**TASK:** The lines from the start of the data through the line with "pub mod program;" are to be returned verbatim; all later lines are to be omitted.

**DATASET RECORDS:**

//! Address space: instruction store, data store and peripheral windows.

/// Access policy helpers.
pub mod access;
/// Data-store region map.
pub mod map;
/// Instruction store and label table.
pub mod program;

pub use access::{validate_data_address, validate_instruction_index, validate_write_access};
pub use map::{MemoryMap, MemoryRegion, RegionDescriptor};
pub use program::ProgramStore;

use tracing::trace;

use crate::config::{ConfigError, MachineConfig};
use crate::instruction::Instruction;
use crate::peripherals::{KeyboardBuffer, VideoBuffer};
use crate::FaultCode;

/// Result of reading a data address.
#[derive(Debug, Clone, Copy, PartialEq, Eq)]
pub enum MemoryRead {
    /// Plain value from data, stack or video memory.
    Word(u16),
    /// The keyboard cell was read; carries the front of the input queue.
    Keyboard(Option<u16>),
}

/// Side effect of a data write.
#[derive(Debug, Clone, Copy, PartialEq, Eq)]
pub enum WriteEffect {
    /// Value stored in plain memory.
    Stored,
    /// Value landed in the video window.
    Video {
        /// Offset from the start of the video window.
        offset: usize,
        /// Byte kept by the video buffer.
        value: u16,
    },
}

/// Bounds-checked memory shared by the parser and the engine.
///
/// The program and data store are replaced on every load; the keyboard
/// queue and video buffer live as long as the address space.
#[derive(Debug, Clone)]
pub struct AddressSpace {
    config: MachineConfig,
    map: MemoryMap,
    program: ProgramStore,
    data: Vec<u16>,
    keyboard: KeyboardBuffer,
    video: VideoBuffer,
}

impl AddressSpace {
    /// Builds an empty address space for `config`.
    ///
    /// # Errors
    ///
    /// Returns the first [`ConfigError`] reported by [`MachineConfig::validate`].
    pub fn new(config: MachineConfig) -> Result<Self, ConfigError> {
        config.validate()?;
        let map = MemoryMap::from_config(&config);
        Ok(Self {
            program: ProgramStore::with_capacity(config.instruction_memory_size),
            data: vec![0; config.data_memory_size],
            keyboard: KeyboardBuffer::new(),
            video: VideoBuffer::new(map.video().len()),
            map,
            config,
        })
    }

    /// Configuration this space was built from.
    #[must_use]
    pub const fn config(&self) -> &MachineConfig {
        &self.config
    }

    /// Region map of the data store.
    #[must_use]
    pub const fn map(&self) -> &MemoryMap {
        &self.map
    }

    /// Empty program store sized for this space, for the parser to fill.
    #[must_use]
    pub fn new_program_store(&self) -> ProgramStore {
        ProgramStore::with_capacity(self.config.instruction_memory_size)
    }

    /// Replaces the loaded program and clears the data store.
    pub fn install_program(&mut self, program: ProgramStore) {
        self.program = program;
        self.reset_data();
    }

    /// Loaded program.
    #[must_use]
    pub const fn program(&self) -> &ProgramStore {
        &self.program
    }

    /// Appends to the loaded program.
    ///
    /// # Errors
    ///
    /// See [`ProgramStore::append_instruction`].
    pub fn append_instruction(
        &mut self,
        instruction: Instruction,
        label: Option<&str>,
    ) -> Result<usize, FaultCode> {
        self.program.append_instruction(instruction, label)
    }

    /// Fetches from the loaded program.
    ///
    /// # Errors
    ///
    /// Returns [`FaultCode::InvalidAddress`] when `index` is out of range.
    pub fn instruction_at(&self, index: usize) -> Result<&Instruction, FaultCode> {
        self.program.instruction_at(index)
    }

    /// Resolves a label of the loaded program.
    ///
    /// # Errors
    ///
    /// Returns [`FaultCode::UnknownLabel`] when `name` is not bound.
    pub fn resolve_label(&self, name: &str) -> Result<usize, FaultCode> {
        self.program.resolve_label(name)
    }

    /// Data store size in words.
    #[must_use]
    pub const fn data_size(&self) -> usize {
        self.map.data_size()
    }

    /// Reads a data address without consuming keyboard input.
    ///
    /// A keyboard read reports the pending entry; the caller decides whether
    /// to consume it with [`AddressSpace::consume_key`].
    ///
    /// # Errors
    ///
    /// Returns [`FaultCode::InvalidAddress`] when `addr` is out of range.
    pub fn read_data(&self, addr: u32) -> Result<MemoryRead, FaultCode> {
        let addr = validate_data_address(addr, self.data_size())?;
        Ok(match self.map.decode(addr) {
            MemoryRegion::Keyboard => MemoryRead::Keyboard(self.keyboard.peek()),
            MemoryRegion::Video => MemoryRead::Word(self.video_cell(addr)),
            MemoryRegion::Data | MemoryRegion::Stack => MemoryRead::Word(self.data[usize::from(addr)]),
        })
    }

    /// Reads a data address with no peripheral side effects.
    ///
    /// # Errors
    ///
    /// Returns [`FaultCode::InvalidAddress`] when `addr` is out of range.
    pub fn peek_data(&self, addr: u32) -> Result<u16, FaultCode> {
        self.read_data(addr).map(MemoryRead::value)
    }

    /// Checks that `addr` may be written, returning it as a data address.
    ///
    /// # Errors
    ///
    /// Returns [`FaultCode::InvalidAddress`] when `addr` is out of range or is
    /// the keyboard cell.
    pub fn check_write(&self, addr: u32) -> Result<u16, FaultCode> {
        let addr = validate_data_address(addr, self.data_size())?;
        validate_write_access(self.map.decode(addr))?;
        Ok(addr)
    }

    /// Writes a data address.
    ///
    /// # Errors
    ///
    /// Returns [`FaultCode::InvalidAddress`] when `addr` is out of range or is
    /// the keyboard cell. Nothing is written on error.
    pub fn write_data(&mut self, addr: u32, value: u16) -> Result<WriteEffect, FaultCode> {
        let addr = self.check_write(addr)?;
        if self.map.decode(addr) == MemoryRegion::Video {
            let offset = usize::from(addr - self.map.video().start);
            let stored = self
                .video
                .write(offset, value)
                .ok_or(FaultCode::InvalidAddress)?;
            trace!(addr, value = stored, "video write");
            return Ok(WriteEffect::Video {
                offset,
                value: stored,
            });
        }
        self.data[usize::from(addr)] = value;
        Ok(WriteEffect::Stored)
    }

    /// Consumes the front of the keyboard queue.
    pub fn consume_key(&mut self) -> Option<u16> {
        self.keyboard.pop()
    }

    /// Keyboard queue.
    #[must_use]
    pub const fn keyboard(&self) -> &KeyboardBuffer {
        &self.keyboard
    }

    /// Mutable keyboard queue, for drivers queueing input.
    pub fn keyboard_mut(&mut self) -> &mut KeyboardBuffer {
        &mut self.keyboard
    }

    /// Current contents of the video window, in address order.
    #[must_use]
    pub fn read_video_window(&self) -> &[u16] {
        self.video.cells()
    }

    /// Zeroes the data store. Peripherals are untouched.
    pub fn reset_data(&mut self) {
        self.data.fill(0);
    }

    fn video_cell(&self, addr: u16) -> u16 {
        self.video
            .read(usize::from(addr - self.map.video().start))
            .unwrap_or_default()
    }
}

**ANSWER SPACE:**
//! Address space: instruction store, data store and peripheral windows.

/// Access policy helpers.
pub mod access;
/// Data-store region map.
pub mod map;
/// Instruction store and label table.
pub mod program;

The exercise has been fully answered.